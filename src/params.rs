//! Immutable engine configuration.
//!
//! A [`HashParams`] is validated once at [`crate::engine::HashEngine::new`]
//! and then passed by shared reference into every hot-path operation —
//! there is no process-wide global, per the design notes.

use serde::{Deserialize, Serialize};

use crate::error::{EngineError, EngineResult};

/// Every bucket's slot count. The last slot of each bucket is reserved as
/// the head of that bucket's overflow chain.
pub const BUCKET_SIZE: u32 = 20;

/// Voxels per block edge.
pub const SDF_BLOCK_SIZE: u32 = 8;

/// `SDF_BLOCK_SIZE^3`.
pub const VOXELS_PER_BLOCK: u32 = SDF_BLOCK_SIZE * SDF_BLOCK_SIZE * SDF_BLOCK_SIZE;

pub const FREE_ENTRY: i32 = -2;
pub const LOCK_ENTRY: i32 = -1;
pub const NO_OFFSET: i32 = 0;

#[derive(Debug, Clone, Copy, PartialEq, Serialize, Deserialize)]
pub struct HashParams {
    pub num_buckets: u32,
    pub bucket_size: u32,
    pub num_blocks: u32,
    pub sdf_block_size: u32,

    pub virtual_voxel_size: f32,
    pub truncation: f32,
    pub trunc_scale: f32,
    pub integration_weight_max: u32,

    pub hash_max_collision_linked_list_size: u32,

    /// Bound on the number of internal retry rounds `allocate_from_depth`
    /// will iterate to absorb lock failures before giving up for the frame.
    pub alloc_retry_rounds: u32,

    /// When `false` (the default), bucket mutexes are only cleared by an
    /// explicit pass-wide reset, matching the original at-most-one-writer-
    /// per-bucket-per-pass discipline. When `true`, `unlock` is called
    /// immediately after each critical section instead.
    pub release_locks_immediately: bool,
}

impl Default for HashParams {
    fn default() -> Self {
        Self {
            num_buckets: 100_000,
            bucket_size: BUCKET_SIZE,
            num_blocks: 262_144,
            sdf_block_size: SDF_BLOCK_SIZE,
            virtual_voxel_size: 0.005,
            truncation: 0.02,
            trunc_scale: 0.01,
            integration_weight_max: 255,
            hash_max_collision_linked_list_size: 7,
            alloc_retry_rounds: 4,
            release_locks_immediately: false,
        }
    }
}

impl HashParams {
    pub fn total_slots(&self) -> u32 {
        self.num_buckets * self.bucket_size
    }

    pub fn voxels_per_block(&self) -> u32 {
        self.sdf_block_size * self.sdf_block_size * self.sdf_block_size
    }

    pub fn validate(&self) -> EngineResult<()> {
        if self.num_buckets == 0 {
            return Err(EngineError::InvalidConfig {
                field: "num_buckets",
                reason: "must be nonzero",
            });
        }
        if self.bucket_size == 0 {
            return Err(EngineError::InvalidConfig {
                field: "bucket_size",
                reason: "must be nonzero (the last slot is reserved as the chain head)",
            });
        }
        if self.num_blocks == 0 {
            return Err(EngineError::InvalidConfig {
                field: "num_blocks",
                reason: "must be nonzero",
            });
        }
        if self.sdf_block_size == 0 {
            return Err(EngineError::InvalidConfig {
                field: "sdf_block_size",
                reason: "must be nonzero",
            });
        }
        if self.virtual_voxel_size <= 0.0 {
            return Err(EngineError::InvalidConfig {
                field: "virtual_voxel_size",
                reason: "must be positive",
            });
        }
        if self.truncation <= 0.0 {
            return Err(EngineError::InvalidConfig {
                field: "truncation",
                reason: "must be positive",
            });
        }
        if self.integration_weight_max == 0 {
            return Err(EngineError::InvalidConfig {
                field: "integration_weight_max",
                reason: "must be nonzero",
            });
        }
        if self.hash_max_collision_linked_list_size == 0 {
            return Err(EngineError::InvalidConfig {
                field: "hash_max_collision_linked_list_size",
                reason: "must be nonzero or no overflow chain could ever be walked",
            });
        }
        if (self.total_slots() as u64) > (u32::MAX as u64) {
            return Err(EngineError::InvalidConfig {
                field: "num_buckets",
                reason: "num_buckets * bucket_size overflows u32",
            });
        }
        Ok(())
    }
}

#[cfg(test)]
mod tests {
    use super::*;

    #[test]
    fn defaults_validate() {
        assert!(HashParams::default().validate().is_ok());
    }

    #[test]
    fn rejects_zero_buckets() {
        let mut p = HashParams::default();
        p.num_buckets = 0;
        assert!(p.validate().is_err());
    }

    #[test]
    fn rejects_nonpositive_truncation() {
        let mut p = HashParams::default();
        p.truncation = 0.0;
        assert!(p.validate().is_err());
    }

    #[test]
    fn round_trips_through_toml() {
        let p = HashParams::default();
        let s = toml::to_string(&p).expect("serialize");
        let back: HashParams = toml::from_str(&s).expect("deserialize");
        assert_eq!(p, back);
    }

    #[test]
    fn round_trips_through_json() {
        // JSON is used by diagnostics/tooling that prefer a structured
        // interchange format over TOML (e.g. forwarding `HashParams` in a
        // diagnostic event payload); TOML remains the on-disk config format.
        let p = HashParams::default();
        let s = serde_json::to_string(&p).expect("serialize");
        let back: HashParams = serde_json::from_str(&s).expect("deserialize");
        assert_eq!(p, back);
    }
}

-*-

> **What to work on**: In the listing above, find each line with the word "last" and copy it.

> **Answer section**:
/// Every bucket's slot count. The last slot of each bucket is reserved as
                reason: "must be nonzero (the last slot is reserved as the chain head)",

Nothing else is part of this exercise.